What you will do
Provide the number of lines below that include "filename", without any other words.

Working data
________________________

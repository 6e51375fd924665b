//! Badges and color styling.

use owo_colors::{OwoColorize, Style};

/// Badge types for status indicators.
#[derive(Debug, Clone, Copy, PartialEq, Eq)]
pub enum Badge {
    Ok,
    Warn,
    Err,
    Info,
    Locked,
}

impl Badge {
    /// Badge with an ASCII or unicode symbol.
    pub fn display(&self, unicode: bool) -> &'static str {
        match (self, unicode) {
            (Self::Ok, true) => "[\u{2713}]",
            (Self::Ok, false) => "[OK]",
            (Self::Warn, true) => "[\u{26A0}]",
            (Self::Warn, false) => "[WARN]",
            (Self::Err, true) => "[\u{2717}]",
            (Self::Err, false) => "[ERR]",
            (Self::Info, _) => "[INFO]",
            (Self::Locked, _) => "[LOCKED]",
        }
    }

    pub fn style(&self) -> Style {
        match self {
            Self::Ok => styles::ok(),
            Self::Warn | Self::Locked => styles::warn(),
            Self::Err => styles::err(),
            Self::Info => styles::info(),
        }
    }
}

/// Apply a style when color is enabled.
pub fn styled(text: &str, style: Style, color: bool) -> String {
    if color {
        text.style(style).to_string()
    } else {
        text.to_string()
    }
}

pub mod styles {
    use owo_colors::Style;

    pub fn bold() -> Style {
        Style::new().bold()
    }

    pub fn dim() -> Style {
        Style::new().dimmed()
    }

    pub fn ok() -> Style {
        Style::new().green()
    }

    pub fn warn() -> Style {
        Style::new().yellow()
    }

    pub fn err() -> Style {
        Style::new().red().bold()
    }

    pub fn info() -> Style {
        Style::new().cyan()
    }
}

#[cfg(test)]
mod tests {
    use super::*;

    #[test]
    fn test_badge_display() {
        assert_eq!(Badge::Ok.display(false), "[OK]");
        assert_eq!(Badge::Ok.display(true), "[\u{2713}]");
        assert_eq!(Badge::Locked.display(true), "[LOCKED]");
    }

    #[test]
    fn test_styled_without_color_is_plain() {
        assert_eq!(styled("hello", styles::bold(), false), "hello");
        assert_ne!(styled("hello", styles::bold(), true), "hello");
    }
}
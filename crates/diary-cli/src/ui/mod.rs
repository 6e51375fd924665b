//! UI primitives for the diary CLI.
//!
//! - **Context**: environment detection (TTY, width, color)
//! - **Mode**: output mode resolution (json, plain, pretty)
//! - **Theme**: badges and styles
//! - **Render**: tables, receipts, hints, errors
//! - **Progress**: spinner for legacy key derivation
//! - **Format**: string utilities

mod context;
pub mod format;
mod mode;
pub mod progress;
pub mod render;
pub mod theme;

pub use context::UiContext;
pub use mode::OutputMode;
pub use theme::Badge;

pub use render::{badge, header, hint, kv, print, print_error, receipt, simple_table};

pub use progress::Spinner;

pub use format::{format_datetime, short_id, single_line, truncate};
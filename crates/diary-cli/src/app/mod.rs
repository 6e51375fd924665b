//! Application-level utilities for the diary CLI.
//!
//! This module provides:
//! - The per-invocation context (config, store, session custody)
//! - Entry ID resolution from full UUIDs or short prefixes

mod context;
mod resolver;

pub use context::AppContext;
pub use resolver::resolve_entry_id;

________________________

Solved problem
2